Bergson enjoyed the status of a cult figure in the years between World Wars.
Although not a practicing Jew, Bergson refused the Vichy government's offers to
excuse him from the scope of their anti-Semitic laws. He decided to join the
persecuted and registered himself at the end of 1940 as a Jew. However, his
religious thinking had brought him closer to Catholicism. Bergson died of
bronchitis on January 3, 1941. For the last seventeen years of his life he had
suffered from crippling arthritis. The popularity of Bergson's philosophy faded
in the 1920s.
"There is nothing in philosophy which could not be said in everyday language,"
Bergson told once in an interview.
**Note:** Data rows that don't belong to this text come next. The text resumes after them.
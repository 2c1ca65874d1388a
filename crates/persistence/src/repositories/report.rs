//! Report definition repository (`report_data` + `report_scheduler`).

use async_trait::async_trait;
use chrono::{DateTime, Utc};
use sqlx::types::Json;
use sqlx::PgPool;

use domain::error::RepositoryError;
use domain::models::{NewReport, ReportDefinition, ReportQuery, UpdateReportRequest};
use domain::repositories::ReportRepository;

use super::map_unique_violation;
use crate::entities::{ReportEntity, REPORT_COLUMNS};
use crate::metrics::QueryTimer;

/// Postgres-backed [`ReportRepository`].
#[derive(Clone)]
pub struct PgReportRepository {
    pool: PgPool,
}

impl PgReportRepository {
    /// Creates a new PgReportRepository with the given connection pool.
    pub fn new(pool: PgPool) -> Self {
        Self { pool }
    }

    fn select(filter: &str) -> String {
        format!(
            "SELECT {} FROM report_data r JOIN report_scheduler s ON s.report_id = r.id {}",
            REPORT_COLUMNS, filter
        )
    }
}

fn to_domain(rows: Vec<ReportEntity>) -> Result<Vec<ReportDefinition>, RepositoryError> {
    rows.into_iter().map(ReportDefinition::try_from).collect()
}

#[async_trait]
impl ReportRepository for PgReportRepository {
    async fn insert(&self, new: NewReport) -> Result<ReportDefinition, RepositoryError> {
        let timer = QueryTimer::new("insert_report");
        let req = &new.request;
        let mut tx = self.pool.begin().await?;

        let (id,): (i64,) = sqlx::query_as(
            r#"
            INSERT INTO report_data (
                org_id, user_id, dashboard_id, dashboard_uid, name, format, layout,
                orientation, theme, time_from, time_to, filters, panel_id, delivery,
                stamp_date, stamp_time, enabled
            )
            VALUES ($1, $2, $3, $4, $5, $6, $7, $8, $9, $10, $11, $12, $13, $14, $15, $16, $17)
            RETURNING id
            "#,
        )
        .bind(new.org_id)
        .bind(new.owner_user_id)
        .bind(req.dashboard_id)
        .bind(&req.dashboard_uid)
        .bind(&req.name)
        .bind(req.format.to_string())
        .bind(req.layout.to_string())
        .bind(req.orientation.to_string())
        .bind(req.theme.to_string())
        .bind(req.time_range.as_ref().map(|t| t.from.clone()))
        .bind(req.time_range.as_ref().map(|t| t.to.clone()))
        .bind(&req.filters)
        .bind(req.panel_id)
        .bind(Json(&req.delivery))
        .bind(req.file_name.stamp_date)
        .bind(req.file_name.stamp_time)
        .bind(req.enabled)
        .fetch_one(&mut *tx)
        .await
        .map_err(map_unique_violation)?;

        sqlx::query(
            r#"
            INSERT INTO report_scheduler (report_id, cron, timezone, start_at, end_at, next_run_at)
            VALUES ($1, $2, $3, $4, $5, $6)
            "#,
        )
        .bind(id)
        .bind(&req.schedule.cron)
        .bind(&req.schedule.timezone)
        .bind(req.schedule.start_at)
        .bind(req.schedule.end_at)
        .bind(new.next_run_at)
        .execute(&mut *tx)
        .await?;

        tx.commit().await?;
        timer.record();

        self.find_by_id(new.org_id, id)
            .await?
            .ok_or_else(|| RepositoryError::Corrupt(format!("report {} vanished after insert", id)))
    }

    async fn update(
        &self,
        org_id: i64,
        id: i64,
        req: &UpdateReportRequest,
        next_run_at: Option<DateTime<Utc>>,
    ) -> Result<Option<ReportDefinition>, RepositoryError> {
        let timer = QueryTimer::new("update_report");
        let mut tx = self.pool.begin().await?;

        let updated: Option<(i64,)> = sqlx::query_as(
            r#"
            UPDATE report_data SET
                name = $3,
                format = $4,
                layout = $5,
                orientation = $6,
                theme = $7,
                time_from = $8,
                time_to = $9,
                filters = $10,
                panel_id = $11,
                delivery = $12,
                stamp_date = $13,
                stamp_time = $14,
                enabled = $15,
                updated_at = NOW()
            WHERE org_id = $1 AND id = $2
            RETURNING id
            "#,
        )
        .bind(org_id)
        .bind(id)
        .bind(&req.name)
        .bind(req.format.to_string())
        .bind(req.layout.to_string())
        .bind(req.orientation.to_string())
        .bind(req.theme.to_string())
        .bind(req.time_range.as_ref().map(|t| t.from.clone()))
        .bind(req.time_range.as_ref().map(|t| t.to.clone()))
        .bind(&req.filters)
        .bind(req.panel_id)
        .bind(Json(&req.delivery))
        .bind(req.file_name.stamp_date)
        .bind(req.file_name.stamp_time)
        .bind(req.enabled)
        .fetch_optional(&mut *tx)
        .await
        .map_err(map_unique_violation)?;

        if updated.is_none() {
            timer.record();
            return Ok(None);
        }

        sqlx::query(
            r#"
            UPDATE report_scheduler SET
                cron = $2, timezone = $3, start_at = $4, end_at = $5, next_run_at = $6
            WHERE report_id = $1
            "#,
        )
        .bind(id)
        .bind(&req.schedule.cron)
        .bind(&req.schedule.timezone)
        .bind(req.schedule.start_at)
        .bind(req.schedule.end_at)
        .bind(next_run_at)
        .execute(&mut *tx)
        .await?;

        tx.commit().await?;
        timer.record();
        self.find_by_id(org_id, id).await
    }

    async fn find_by_id(
        &self,
        org_id: i64,
        id: i64,
    ) -> Result<Option<ReportDefinition>, RepositoryError> {
        let timer = QueryTimer::new("find_report_by_id");
        let sql = Self::select("WHERE r.org_id = $1 AND r.id = $2");
        let row = sqlx::query_as::<_, ReportEntity>(&sql)
            .bind(org_id)
            .bind(id)
            .fetch_optional(&self.pool)
            .await?;
        timer.record();
        row.map(ReportDefinition::try_from).transpose()
    }

    async fn find_by_name(
        &self,
        org_id: i64,
        owner_user_id: i64,
        dashboard_id: i64,
        name: &str,
    ) -> Result<Option<ReportDefinition>, RepositoryError> {
        let timer = QueryTimer::new("find_report_by_name");
        let sql = Self::select(
            "WHERE r.org_id = $1 AND r.user_id = $2 AND r.dashboard_id = $3 AND r.name = $4",
        );
        let row = sqlx::query_as::<_, ReportEntity>(&sql)
            .bind(org_id)
            .bind(owner_user_id)
            .bind(dashboard_id)
            .bind(name)
            .fetch_optional(&self.pool)
            .await?;
        timer.record();
        row.map(ReportDefinition::try_from).transpose()
    }

    async fn find_by_dashboard_ids(
        &self,
        org_id: i64,
        dashboard_ids: &[i64],
    ) -> Result<Vec<ReportDefinition>, RepositoryError> {
        let timer = QueryTimer::new("find_reports_by_dashboards");
        let sql = Self::select("WHERE r.org_id = $1 AND r.dashboard_id = ANY($2) ORDER BY r.id");
        let rows = sqlx::query_as::<_, ReportEntity>(&sql)
            .bind(org_id)
            .bind(dashboard_ids)
            .fetch_all(&self.pool)
            .await?;
        timer.record();
        to_domain(rows)
    }

    async fn search(&self, query: &ReportQuery) -> Result<Vec<ReportDefinition>, RepositoryError> {
        let timer = QueryTimer::new("search_reports");
        let sql = Self::select(
            r#"
            WHERE r.org_id = $1
              AND ($2::BIGINT IS NULL OR r.user_id = $2)
              AND ($3::BIGINT IS NULL OR r.dashboard_id = $3)
              AND ($4::TEXT IS NULL OR r.name ILIKE '%' || $4 || '%')
            ORDER BY r.name, r.id
            "#,
        );
        let rows = sqlx::query_as::<_, ReportEntity>(&sql)
            .bind(query.org_id)
            .bind(query.user_id)
            .bind(query.dashboard_id)
            .bind(query.name.as_deref())
            .fetch_all(&self.pool)
            .await?;
        timer.record();
        to_domain(rows)
    }

    async fn count_by_org(&self, org_id: i64) -> Result<i64, RepositoryError> {
        let timer = QueryTimer::new("count_reports_by_org");
        let count: (i64,) = sqlx::query_as("SELECT COUNT(*) FROM report_data WHERE org_id = $1")
            .bind(org_id)
            .fetch_one(&self.pool)
            .await?;
        timer.record();
        Ok(count.0)
    }

    async fn enable(
        &self,
        org_id: i64,
        id: i64,
        next_run_at: DateTime<Utc>,
    ) -> Result<bool, RepositoryError> {
        let timer = QueryTimer::new("enable_report");
        let result = sqlx::query(
            r#"
            WITH r AS (
                UPDATE report_data SET enabled = TRUE, updated_at = NOW()
                WHERE org_id = $1 AND id = $2
                RETURNING id
            )
            UPDATE report_scheduler s SET next_run_at = $3
            FROM r WHERE s.report_id = r.id
            "#,
        )
        .bind(org_id)
        .bind(id)
        .bind(next_run_at)
        .execute(&self.pool)
        .await?;
        timer.record();
        Ok(result.rows_affected() > 0)
    }

    async fn disable(&self, org_id: i64, ids: &[i64]) -> Result<u64, RepositoryError> {
        let timer = QueryTimer::new("disable_reports");
        let result = sqlx::query(
            r#"
            UPDATE report_data SET enabled = FALSE, updated_at = NOW()
            WHERE org_id = $1 AND id = ANY($2)
            "#,
        )
        .bind(org_id)
        .bind(ids)
        .execute(&self.pool)
        .await?;
        timer.record();
        Ok(result.rows_affected())
    }

    async fn delete(&self, org_id: i64, ids: &[i64]) -> Result<u64, RepositoryError> {
        let timer = QueryTimer::new("delete_reports");
        let result = sqlx::query("DELETE FROM report_data WHERE org_id = $1 AND id = ANY($2)")
            .bind(org_id)
            .bind(ids)
            .execute(&self.pool)
            .await?;
        timer.record();
        Ok(result.rows_affected())
    }

    async fn find_due(
        &self,
        now: DateTime<Utc>,
        limit: i64,
    ) -> Result<Vec<ReportDefinition>, RepositoryError> {
        let timer = QueryTimer::new("find_due_reports");
        let sql = Self::select(
            "WHERE r.enabled AND s.next_run_at <= $1 ORDER BY s.next_run_at, r.id LIMIT $2",
        );
        let rows = sqlx::query_as::<_, ReportEntity>(&sql)
            .bind(now)
            .bind(limit)
            .fetch_all(&self.pool)
            .await?;
        timer.record();
        to_domain(rows)
    }

    async fn mark_run(
        &self,
        id: i64,
        last_run_at: DateTime<Utc>,
        next_run_at: Option<DateTime<Utc>>,
    ) -> Result<(), RepositoryError> {
        let timer = QueryTimer::new("mark_report_run");
        sqlx::query(
            "UPDATE report_scheduler SET last_run_at = $2, next_run_at = $3 WHERE report_id = $1",
        )
        .bind(id)
        .bind(last_run_at)
        .bind(next_run_at)
        .execute(&self.pool)
        .await?;
        timer.record();
        Ok(())
    }

    async fn reschedule(
        &self,
        id: i64,
        next_run_at: Option<DateTime<Utc>>,
    ) -> Result<(), RepositoryError> {
        let timer = QueryTimer::new("reschedule_report");
        sqlx::query("UPDATE report_scheduler SET next_run_at = $2 WHERE report_id = $1")
            .bind(id)
            .bind(next_run_at)
            .execute(&self.pool)
            .await?;
        timer.record();
        Ok(())
    }
}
In spite of his good intentions, his ideas
were often high-flown and difficult to follow. In his first major work, Time and
Free Will (1889), Bergson aimed to show how pseudoproblems about the will and
its freedom have arisen from a false phenomenology of mental states -
essentially, a tendency to conceive and describe them in spatial terms. Human
experience does not perceive real life as a succession of demarcated conscious
states, progressing along some imaginary line, but rather a continuous flow.
Bergson made the distinction between the concept and experience of time. While
the physicist observes objects and events in succession, time is presented to
consciousness as duration - an endlessly flowing process, which resists simple
mathematization. Bergson argued that the 'real time' is experienced as duration
and apprehended by intuition, not through separate operations of instinct and
the intellect.
In An Introduction to Metaphysics (1903) Bergson saw that the intuition, the
direct apprehension of process, as the discoverer of truth - intuition, not
analysis, reveals the real world. Sometimes intuition in Bergson referred to
getting bright ideas, sometimes it was the method of philosophy like intellect
is of mathematics. His concept of élan vital, "creative impulse" or "living
energy", was developed in Creative Evolution, his most famous book. Élan vital
is an immaterial force, whose existence cannot be scientifically verified, but
it provides the vital impulse that continuously shapes all life. Bergson
questioned the Darwinist theories that evolution occurs in great leaps or
alternatively through the gradual accumulation of slight mutations and explained
by élan vital the creative course of evolution.
In 1914 all of Bergson's writings, but most especially Creative Evolution, were
placed upon the list of books devout Catholics were forbidden to read. After its
appearance twenty-five years elapsed before Bergson published another major work,
The Two Sources of Morality and Religion (1932), his final statement of his
philosophy which also reflected the threats of nationalist-racist politics and
hinted at the coming of mechanized warfare. The Creative Mind, published two
years later, was a collection of essays and other writings.
"In laughter we always find an unavowed intention to humiliate and consequently
to correct our neighbour," Bergson stated in Laughter (1900). It is not among
Bergson's best-known studies, but Arthur Koestler considered it as important for
his book The Act of Creation as (1964) Freud's classic Wit and its Relations to
the Unconscious. Bergson defined the comic as the result of the sense of relief
we feel when we feel ourselves from the mechanistic and materialistic - his
examples were the man-automaton, the puppet on strings, Jack-in-the Box, etc. "A
situation is always comic", he wrote, "if it participates simultaneously in two
series of events which are absolutely independent of each other, and if it can
be interpreted in two quite different meanings." He saw laughter as the
corrective punishment inflicted by society upon the unsocial individual. "It
seems that laughter needs an echo. Our laughter is always the laughter of a
group."
Bergson had been interested in Spencerian evolutionism in his youth, but he
later abandoned Spencer's view placing intuition as the highest human faculty.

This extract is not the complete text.